Building Peptide Atlas
From SPCTools
Here is how I built a human urine PeptideAtlas in October 2008.
The details of how to do each step are found in regis.systemsbiology.net:~tfarrah/PeptideAtlasBuild/HumanUrine_2008-09.notes.
Most stuff takes place via mimas/db at /net/db/projects/PeptideAtlas.
Start with one or more pepXML files for each experiment in each project.
A project is a set of related experiments. For example, a project may study proteins found in normal and diseased liver, and may include 4 experiments: tissue from two normal patients and from two diseased patients. The pepXML files should be created by searching the spectra with a database search engine such as SEQUEST, X!Tandem, or SpectraST, then validating the hits using PeptideProphet and, optionally, iProphet.

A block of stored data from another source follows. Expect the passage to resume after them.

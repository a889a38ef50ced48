use chrono::NaiveDate;

use super::filter::{filter, FilterCriteria, FilterError, FilterRequest};
use super::model::{date_label, Classification, Dataset, TariffObservation};
use super::series::{aggregate_for_chart, ChartSeriesSet};
use super::summary::{aggregate_for_summary, SummaryOptions, SummaryRow};
use crate::config::ShareUnit;

// ---------------------------------------------------------------------------
// FilterContext – plain-text description of the active filter
// ---------------------------------------------------------------------------

/// What the dashboard shows next to the chart: which filter produced the view
/// and how many rows carry an executive-order related trade value.
#[derive(Debug, Clone, PartialEq)]
pub struct FilterContext {
    pub importer: String,
    pub exporters: String,
    pub classification: String,
    pub date_range: String,
    /// Filtered observations with a positive affected trade value.
    pub eo_related_actions: usize,
    pub is_empty: bool,
}

impl FilterContext {
    pub fn new(criteria: &FilterCriteria, filtered: &[&TariffObservation]) -> Self {
        let exporters = match criteria.exporters.as_slice() {
            [] => "World".to_string(),
            [single] => single.clone(),
            many => format!("{} exporters", many.len()),
        };

        let code = if criteria.code.is_empty() {
            "All"
        } else {
            criteria.code.as_str()
        };

        FilterContext {
            importer: criteria.importer.clone(),
            exporters,
            classification: format!("{} {code}", criteria.classification.short_label()),
            date_range: date_range_text(criteria.date_from, criteria.date_to),
            eo_related_actions: filtered
                .iter()
                .filter(|o| o.affected_trade_value_usd > 0.0)
                .count(),
            is_empty: filtered.is_empty(),
        }
    }
}

fn date_range_text(from: Option<NaiveDate>, to: Option<NaiveDate>) -> String {
    if from.is_none() && to.is_none() {
        return "All Dates".to_string();
    }
    let side = |d: Option<NaiveDate>| d.map(date_label).unwrap_or_else(|| "…".to_string());
    format!("{} → {}", side(from), side(to))
}

/// Chart heading for a classification and optional code.
pub fn chart_title(classification: Classification, code: &str) -> String {
    let base = classification.tariff_line_title();
    if code.is_empty() {
        base.to_string()
    } else {
        format!("{base} {code}")
    }
}

// ---------------------------------------------------------------------------
// DashboardView – everything rendered after one Apply
// ---------------------------------------------------------------------------

#[derive(Debug, Clone, PartialEq)]
pub struct DashboardView {
    pub criteria: FilterCriteria,
    pub title: String,
    pub series: ChartSeriesSet,
    pub summary: Vec<SummaryRow>,
    pub context: FilterContext,
    pub observation_count: usize,
}

impl DashboardView {
    /// Whether the summary table carries the share columns.
    pub fn has_share_columns(&self) -> bool {
        self.criteria.classification == Classification::Hs6
    }
}

/// Resolve a request and run filter and both aggregators over `dataset`.
///
/// A request that cannot be resolved returns the error untouched; no partial
/// view is produced.
pub fn build_view(
    dataset: &Dataset,
    request: &FilterRequest,
    share_unit: ShareUnit,
) -> Result<DashboardView, FilterError> {
    let criteria = request.resolve()?;
    let filtered = filter(dataset.observations(criteria.classification), &criteria);

    let options = SummaryOptions {
        include_shares: criteria.classification == Classification::Hs6,
        share_unit,
    };

    log::debug!(
        "filter {:?}: {} of {} observations",
        criteria,
        filtered.len(),
        dataset.observations(criteria.classification).len()
    );

    Ok(DashboardView {
        title: chart_title(criteria.classification, &criteria.code),
        series: aggregate_for_chart(&filtered, &criteria.exporters),
        summary: aggregate_for_summary(&filtered, &options),
        context: FilterContext::new(&criteria, &filtered),
        observation_count: filtered.len(),
        criteria,
    })
}

#[cfg(test)]
mod tests {
    use super::*;
    use crate::data::model::tests::obs;
    use crate::data::model::WORLD;

    fn ymd(y: i32, m: u32, d: u32) -> NaiveDate {
        NaiveDate::from_ymd_opt(y, m, d).unwrap()
    }

    fn dataset() -> Dataset {
        let mut affected = obs("US", "China", "010121", (2020, 1, 1), 10.0);
        affected.affected_trade_value_usd = 500.0;
        Dataset::new(
            vec!["China".into(), "Japan".into()],
            vec!["01".into()],
            vec!["010121".into()],
            vec![obs("US", "China", "01", (2020, 1, 1), 5.0)],
            vec![
                affected,
                obs("US", "Japan", "010121", (2020, 1, 2), 20.0),
                obs("India", "China", "020110", (2020, 1, 1), 30.0),
            ],
        )
    }

    #[test]
    fn world_view_covers_hs6_table() {
        let view = build_view(&dataset(), &FilterRequest::world(), ShareUnit::Auto).unwrap();
        assert_eq!(view.title, "HS6 Tariff Line");
        assert_eq!(view.observation_count, 3);
        assert_eq!(view.series.series.len(), 1);
        assert_eq!(view.series.series[0].y, vec![Some(20.0), Some(20.0)]);
        assert_eq!(view.summary.len(), 2);
        assert!(view.has_share_columns());
        assert!(view.summary[0].affected_trade_share_percent.is_some());
        assert_eq!(view.context.eo_related_actions, 1);
        assert_eq!(view.context.exporters, "World");
        assert_eq!(view.context.classification, "HS6 All");
        assert_eq!(view.context.date_range, "All Dates");
    }

    #[test]
    fn isic_view_has_no_share_columns() {
        let request = FilterRequest {
            importer: "US".into(),
            classification: Some(Classification::Isic),
            isic_code: "01".into(),
            ..Default::default()
        };
        let view = build_view(&dataset(), &request, ShareUnit::Auto).unwrap();
        assert_eq!(view.title, "ISIC4 2 Digit Tariff Line 01");
        assert!(!view.has_share_columns());
        assert_eq!(view.summary[0].affected_line_share_percent, None);
        assert_eq!(view.context.classification, "ISIC 01");
    }

    #[test]
    fn conflicting_codes_produce_no_view() {
        let request = FilterRequest {
            isic_code: "01".into(),
            hs6_code: "010121".into(),
            ..FilterRequest::world()
        };
        assert!(matches!(
            build_view(&dataset(), &request, ShareUnit::Auto),
            Err(FilterError::ConflictingCodes { .. })
        ));
    }

    #[test]
    fn context_describes_exporters_and_dates() {
        let request = FilterRequest {
            exporters: vec!["China".into(), "Japan".into()],
            date_from: Some(ymd(2020, 1, 1)),
            ..FilterRequest::world()
        };
        let view = build_view(&dataset(), &request, ShareUnit::Auto).unwrap();
        assert_eq!(view.context.exporters, "2 exporters");
        assert_eq!(view.context.date_range, "1/1/2020 → …");
        assert_eq!(view.series.series.len(), 2);

        let request = FilterRequest {
            exporters: vec!["Japan".into()],
            date_to: Some(ymd(2019, 12, 31)),
            ..FilterRequest::world()
        };
        let view = build_view(&dataset(), &request, ShareUnit::Auto).unwrap();
        assert_eq!(view.context.exporters, "Japan");
        assert_eq!(view.context.date_range, "… → 12/31/2019");
        assert!(view.context.is_empty);
        assert!(view.series.is_empty());
        assert!(view.summary.is_empty());
    }

    #[test]
    fn same_request_twice_gives_same_view() {
        let ds = dataset();
        let request = FilterRequest {
            importer: WORLD.into(),
            exporters: vec!["Japan".into(), "China".into()],
            ..FilterRequest::world()
        };
        let a = build_view(&ds, &request, ShareUnit::Auto).unwrap();
        let b = build_view(&ds, &request, ShareUnit::Auto).unwrap();
        assert_eq!(a, b);
    }
}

A project may at some point also represent the iProphet combined results of several projects by several researchers, searched by several different search engines.
It is helpful when referencing files using wildcards if the pepXML files all reside at the same level in the directory tree. If you have to move files to achieve this, adjust the paths within them using /sbeams/bin/updateAllPaths.pl *.xml *.xls *.shtml.
Register projects and experiments using SBEAMS interface.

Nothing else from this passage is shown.